BOYS & GIRLS CLUBS
D.C. Council Poised to Pay $20 Million to Buy 3 Boys & Girls Clubs Centers
Thursday, June 4, 2009
Members of the D.C. Council said yesterday that they have agreed to spend $20 million to purchase three recreation centers from the financially strapped Boys & Girls Clubs of Greater Washington.
The purchases, which must be formally voted on, would salvage popular recreational centers in Georgetown and Columbia Heights and reopen the shuttered Eastern Branch center in Capitol Hill.
"We got a package of three for $20 million, which we think is an excellent deal for our children, an excellent deal for the city and an excellent deal" for the organization, said D.C. Council Chairman Vincent C. Gray (D), noting the city will pay over five years.
After the purchase is completed this year, the city will own the buildings and be responsible for the upkeep. The city has not determined who will run programs at the Frank R. Jelleff Branch, at 3265 S. St. NW in Georgetown; the Mary & Daniel Loughran Clubhouse No. 10, at 2500 14th St. NW in Columbia Heights; and the Eastern Branch, at 261 17th St. SE in Capitol Hill.
The deal offers a financial lifeline to the organization, which was established for low-income youths, and boosts the District's recreational and educational programs.
In 2007, because of budget constraints, the group closed the mammoth Eastern Branch, which had been a pillar of neighborhood life on the edge of Capitol Hill since 1937. In April, facing a $7 million deficit, the Boys & Girls Clubs announced plans to close four additional sites in the Washington region, including the Jelleff Branch.
"This is a really good resolution for all parties," said Denis James, chairman of the Jelleff board. "We'll be able to provide some services that are really needed there."

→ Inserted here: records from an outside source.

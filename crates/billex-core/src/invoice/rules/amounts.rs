//! Amount candidate extraction.

use rust_decimal::Decimal;
use std::str::FromStr;

use crate::models::line::TextLine;

use super::patterns::AMOUNT_CANDIDATE;
use super::{ExtractionMatch, FieldExtractor};

/// A parsed amount and the line it was read from.
pub type CandidateAmount = ExtractionMatch<Decimal>;

/// Amount candidate extractor.
pub struct AmountExtractor;

impl AmountExtractor {
    pub fn new() -> Self {
        Self
    }
}

impl Default for AmountExtractor {
    fn default() -> Self {
        Self::new()
    }
}

impl FieldExtractor for AmountExtractor {
    type Output = CandidateAmount;

    fn extract_all(&self, lines: &[TextLine]) -> Vec<Self::Output> {
        let mut results = Vec::new();

        for line in lines {
            let text = line.text.as_str();
            for m in AMOUNT_CANDIDATE.find_iter(text) {
                if is_part_of_dotted_run(text, m.start(), m.end()) {
                    continue;
                }
                if let Some(amount) = parse_amount(m.as_str()) {
                    results.push(ExtractionMatch::new(amount, line.index, m.as_str()));
                }
            }
        }

        results
    }
}

/// Collect amount candidates from all lines.
pub fn extract_candidates(lines: &[TextLine]) -> Vec<CandidateAmount> {
    AmountExtractor::new().extract_all(lines)
}

/// Parse an amount written with comma grouping and a dot decimal separator.
pub fn parse_amount(s: &str) -> Option<Decimal> {
    let cleaned: String = s
        .chars()
        .filter(|c| c.is_ascii_digit() || *c == '.')
        .collect();

    if cleaned.is_empty() {
        return None;
    }

    Decimal::from_str(&cleaned).ok()
}

// A match like "12.05" inside "12.05.2024" is a date or version, not money.
fn is_part_of_dotted_run(text: &str, start: usize, end: usize) -> bool {
    let bytes = text.as_bytes();
    let digit_at = |i: usize| bytes.get(i).is_some_and(|b| b.is_ascii_digit());

    let dotted_after = bytes.get(end) == Some(&b'.') && digit_at(end + 1);
    let dotted_before = start >= 2 && bytes[start - 1] == b'.' && digit_at(start - 2);

    dotted_after || dotted_before
}
//! Bill and invoice number extraction.

use crate::models::line::{join_lines, TextLine};

use super::patterns::{BILL_NUMBER_STRICT, DIGIT_TOKEN, NUMBER_MARKER};
use super::{ExtractionMatch, FieldExtractor};

/// Bill/invoice number extractor.
///
/// A structured reference such as `INV/2024/0071` anywhere in the text wins.
/// Otherwise the first line carrying a "No" label is used: a number on the
/// label line itself, or else the first digit-bearing line within a small
/// window below it.
pub struct BillNumberExtractor {
    window: usize,
    min_length: usize,
}

impl BillNumberExtractor {
    pub fn new() -> Self {
        Self {
            window: 3,
            min_length: 3,
        }
    }

    /// Set how many lines below the label are scanned.
    pub fn with_window(mut self, window: usize) -> Self {
        self.window = window;
        self
    }

    /// Set the minimum length of a line accepted by the window scan.
    pub fn with_min_length(mut self, min_length: usize) -> Self {
        self.min_length = min_length;
        self
    }

    fn extract_structured(&self, lines: &[TextLine]) -> Option<ExtractionMatch<String>> {
        let text = join_lines(lines);
        let m = BILL_NUMBER_STRICT.find(&text)?;

        // Newlines separate lines, so the match line is the count of newlines before it
        let position = text[..m.start()].matches('\n').count();
        let line = lines.get(position).map(|l| l.index).unwrap_or_default();

        Some(ExtractionMatch::new(trim_reference(m.as_str()), line, m.as_str()))
    }

    fn extract_labeled(&self, lines: &[TextLine]) -> Option<ExtractionMatch<String>> {
        let (pos, marker_end) = lines
            .iter()
            .enumerate()
            .find_map(|(i, l)| NUMBER_MARKER.find(&l.text).map(|m| (i, m.end())))?;

        // Only the word right after the marker counts
        let label = &lines[pos];
        let next_word = label.text[marker_end..].split_whitespace().next();
        if let Some(token) = next_word.and_then(|w| DIGIT_TOKEN.find(w)) {
            let value = trim_reference(token.as_str());
            if !value.is_empty() {
                return Some(ExtractionMatch::new(value, label.index, label.text.clone()));
            }
        }

        lines
            .iter()
            .skip(pos + 1)
            .take(self.window)
            .find(|l| {
                l.text.trim().chars().count() >= self.min_length
                    && l.text.chars().any(|c| c.is_ascii_digit())
            })
            .map(|l| ExtractionMatch::new(trim_reference(&l.text), l.index, l.text.clone()))
            .filter(|m| !m.value.is_empty())
    }
}

impl Default for BillNumberExtractor {
    fn default() -> Self {
        Self::new()
    }
}

impl FieldExtractor for BillNumberExtractor {
    type Output = ExtractionMatch<String>;

    fn extract_all(&self, lines: &[TextLine]) -> Vec<Self::Output> {
        self.extract_structured(lines)
            .or_else(|| self.extract_labeled(lines))
            .into_iter()
            .collect()
    }
}

/// Strip trailing separators and whitespace from a reference number.
pub fn trim_reference(s: &str) -> String {
    s.trim()
        .trim_end_matches(|c: char| c.is_whitespace() || matches!(c, '/' | '-' | '.' | ':' | ','))
        .to_string()
}

#[cfg(test)]
mod tests {
    use super::*;
    use pretty_assertions::assert_eq;

    fn extract(lines: &[&str]) -> Option<String> {
        BillNumberExtractor::new()
            .extract(&TextLine::from_strs(lines))
            .map(|m| m.value)
    }

    #[test]
    fn test_number_on_label_line() {
        assert_eq!(extract(&["ACME RETAIL STORE", "Bill No: 4521"]), Some("4521".to_string()));
        assert_eq!(extract(&["Invoice No. A-77/"]), Some("A-77".to_string()));
    }

    #[test]
    fn test_structured_reference_wins() {
        let lines = ["Bill No: 12", "Ref INV/2024/0071 dated"];
        assert_eq!(extract(&lines), Some("INV/2024/0071".to_string()));

        assert_eq!(extract(&["GST/23-24/115."]), Some("GST/23-24/115".to_string()));
    }

    #[test]
    fn test_structured_match_reports_its_line() {
        let lines = vec![TextLine::new(4, "TAX INVOICE"), TextLine::new(9, "No INV/2024/0071")];
        let m = BillNumberExtractor::new().extract(&lines).unwrap();

        assert_eq!(m.line, 9);
    }

    #[test]
    fn test_window_scan_below_label() {
        let lines = ["Invoice No. Dated", "Delivery Note", "SI-0042 12-May-2024"];
        assert_eq!(extract(&lines), Some("SI-0042 12-May-2024".to_string()));
    }

    #[test]
    fn test_date_on_label_line_is_not_the_number() {
        let lines = ["Invoice No. Dated 12-May-2024", "SI-0042"];
        assert_eq!(extract(&lines), Some("SI-0042".to_string()));

        assert_eq!(extract(&["Bill No: 4521 Dated 12-May-2024"]), Some("4521".to_string()));
    }

    #[test]
    fn test_window_is_bounded() {
        let lines = ["Invoice No.", "Seller", "Address", "Phone", "SI-0042"];
        assert_eq!(extract(&lines), None);

        let wide = BillNumberExtractor::new().with_window(4);
        let found = wide.extract(&TextLine::from_strs(&lines)).map(|m| m.value);
        assert_eq!(found, Some("SI-0042".to_string()));
    }

    #[test]
    fn test_no_label() {
        assert_eq!(extract(&["Milk 40", "Bread 20"]), None);
        assert_eq!(extract(&[]), None);
    }

    #[test]
    fn test_trim_reference() {
        assert_eq!(trim_reference(" 4521/- "), "4521");
        assert_eq!(trim_reference("INV/22:"), "INV/22");
    }
}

Not everyone is happy with the council proposal, which appears to have the backing of at least 10 of 13 members. All three facilities are in relatively affluent or gentrifying communities, and some wonder whether the council is overlooking poorer communities.
William Lockridge, the longest-serving member on the city school board, disrupted Gray's news conference because he is furious that the city is not bailing out a clubhouse on Milwaukee Place in Southeast.
"We pay taxes east of the river. We've been left out. We are tired of it," Lockridge yelled.
"You may not like what I've said, but I really don't care," Lockridge shouted, generating nods from several others in the audience. "But somebody's got to stand up for the people in Southeast and provide us the same opportunities that they provided for other citizens across the city."
Gray said the club in Southeast Washington was left out of the deal because there is an agreement to have a local charter school take over its programs.
"What he's talking about? I really don't know," Gray said. "It's sold."
Neighbors United, a community group that formed shortly after the Eastern Branch closed, plans to file a proposal to take over that facility's programs. The group has hired a staff of program coordinators and hopes to start activities at the Eastern Branch this summer.
"There's a real lack of youth programming in Hill East, so we're really excited about creating a flourishing community center," said Becky Claster, vice chair of Neighbors United's board. Neighbors United plans to offer youth and adult sports leagues and art classes, offices for community groups, a day-care center and a community policing office.